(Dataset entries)
***
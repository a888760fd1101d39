//! Media result snapshots.

use std::collections::{BTreeMap, BTreeSet, HashMap};

use rusqlite::{Connection, OptionalExtension};

use super::schema::STATUS_PENDING;
use super::services::{all_services, local_file_service_id};
use super::Database;
use crate::error::{Error, Result};
use crate::media::{FileId, Hash, MediaResult, Mime, ServiceTags};
use crate::services::Service;

type FileRow = (Vec<u8>, i64, i64, Option<u32>, Option<u32>, Option<i64>, Option<u32>, Option<u32>, bool);

fn load(conn: &Connection, services: &HashMap<i64, Service>, local: i64, id: i64) -> Result<Option<MediaResult>> {
    let row: Option<FileRow> = conn
        .query_row(
            r#"
            SELECT h.hash, f.size, f.mime, f.width, f.height, f.duration, f.num_frames, f.num_words,
                   EXISTS(SELECT 1 FROM file_inbox i WHERE i.hash_id = f.hash_id)
            FROM files_info f
            JOIN hashes h ON h.hash_id = f.hash_id
            WHERE f.hash_id = ?
            "#,
            [id],
            |row| {
                Ok((
                    row.get(0)?,
                    row.get(1)?,
                    row.get(2)?,
                    row.get(3)?,
                    row.get(4)?,
                    row.get(5)?,
                    row.get(6)?,
                    row.get(7)?,
                    row.get(8)?,
                ))
            },
        )
        .optional()?;
    let Some((hash, size, mime, width, height, duration, num_frames, num_words, inbox)) = row else {
        return Ok(None);
    };
    let hash = Hash::from_slice(&hash)
        .ok_or(Error::Database(rusqlite::Error::InvalidColumnType(
            0,
            "hash".into(),
            rusqlite::types::Type::Blob,
        )))?;
    let mime = Mime::from_code(mime)
        .ok_or(Error::Database(rusqlite::Error::IntegralValueOutOfRange(2, mime)))?;

    let key_of = |service_id: i64| services.get(&service_id).map(|s| s.key().clone());

    let mut current_file_services = BTreeSet::new();
    let mut timestamp = None;
    let mut local_timestamp = None;
    let mut stmt = conn.prepare("SELECT service_id, timestamp FROM current_files WHERE hash_id = ?")?;
    let current: Vec<(i64, i64)> = stmt
        .query_map([id], |row| Ok((row.get(0)?, row.get(1)?)))?
        .collect::<rusqlite::Result<_>>()?;
    for (service_id, ts) in current {
        if service_id == local {
            local_timestamp = Some(ts);
        }
        timestamp = Some(timestamp.map_or(ts, |t: i64| t.min(ts)));
        current_file_services.extend(key_of(service_id));
    }

    let mut stmt = conn.prepare("SELECT service_id FROM pending_files WHERE hash_id = ?")?;
    let pending_file_services: BTreeSet<_> = stmt
        .query_map([id], |row| row.get::<_, i64>(0))?
        .collect::<rusqlite::Result<Vec<_>>>()?
        .into_iter()
        .filter_map(key_of)
        .collect();

    let mut tags: BTreeMap<_, ServiceTags> = BTreeMap::new();
    let mut stmt = conn.prepare(
        r#"
        SELECT m.service_id, t.tag, m.status
        FROM mappings m JOIN tags t ON t.tag_id = m.tag_id
        WHERE m.hash_id = ?
        "#,
    )?;
    let mappings: Vec<(i64, String, i64)> = stmt
        .query_map([id], |row| Ok((row.get(0)?, row.get(1)?, row.get(2)?)))?
        .collect::<rusqlite::Result<_>>()?;
    for (service_id, tag, status) in mappings {
        let Some(key) = key_of(service_id) else { continue };
        let entry = tags.entry(key).or_default();
        if status == STATUS_PENDING {
            entry.pending.insert(tag);
        } else {
            entry.current.insert(tag);
        }
    }

    let mut ratings = BTreeMap::new();
    let mut stmt = conn.prepare("SELECT service_id, rating FROM ratings WHERE hash_id = ?")?;
    let stored: Vec<(i64, f64)> = stmt
        .query_map([id], |row| Ok((row.get(0)?, row.get(1)?)))?
        .collect::<rusqlite::Result<_>>()?;
    for (service_id, rating) in stored {
        if let Some(service) = services.get(&service_id) {
            if let Some(value) = service.config.decode_rating(rating) {
                ratings.insert(service.key().clone(), value);
            }
        }
    }

    Ok(Some(MediaResult {
        hash,
        inbox,
        size: size as u64,
        mime,
        timestamp: local_timestamp.or(timestamp),
        width,
        height,
        duration: duration.map(|d| d as u64),
        num_frames,
        num_words,
        tags,
        current_file_services,
        pending_file_services,
        ratings,
    }))
}

impl Database {
    /// Fresh snapshots for the given file ids, in the order asked. Ids with
    /// no file metadata on record are skipped.
    pub fn media_results(&self, ids: &[FileId]) -> Result<Vec<MediaResult>> {
        let services: HashMap<i64, Service> = all_services(&self.conn)?
            .into_iter()
            .map(|row| (row.id, row.service))
            .collect();
        let local = local_file_service_id(&self.conn)?;

        let mut results = Vec::with_capacity(ids.len());
        for id in ids {
            if let Some(result) = load(&self.conn, &services, local, id.0)? {
                results.push(result);
            }
        }
        Ok(results)
    }

    pub fn media_result(&self, hash: &Hash) -> Result<Option<MediaResult>> {
        let ids = self.file_ids(std::slice::from_ref(hash))?;
        Ok(self.media_results(&ids)?.pop())
    }
}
***
§ Task details: Using the entries above, repeat only the lines from the one containing "use crate::services::Service;" through the one containing "FROM files_info f", end lines included.

§ Answer to the problem:
use crate::services::Service;

type FileRow = (Vec<u8>, i64, i64, Option<u32>, Option<u32>, Option<i64>, Option<u32>, Option<u32>, bool);

fn load(conn: &Connection, services: &HashMap<i64, Service>, local: i64, id: i64) -> Result<Option<MediaResult>> {
    let row: Option<FileRow> = conn
        .query_row(
            r#"
            SELECT h.hash, f.size, f.mime, f.width, f.height, f.duration, f.num_frames, f.num_words,
                   EXISTS(SELECT 1 FROM file_inbox i WHERE i.hash_id = f.hash_id)
            FROM files_info f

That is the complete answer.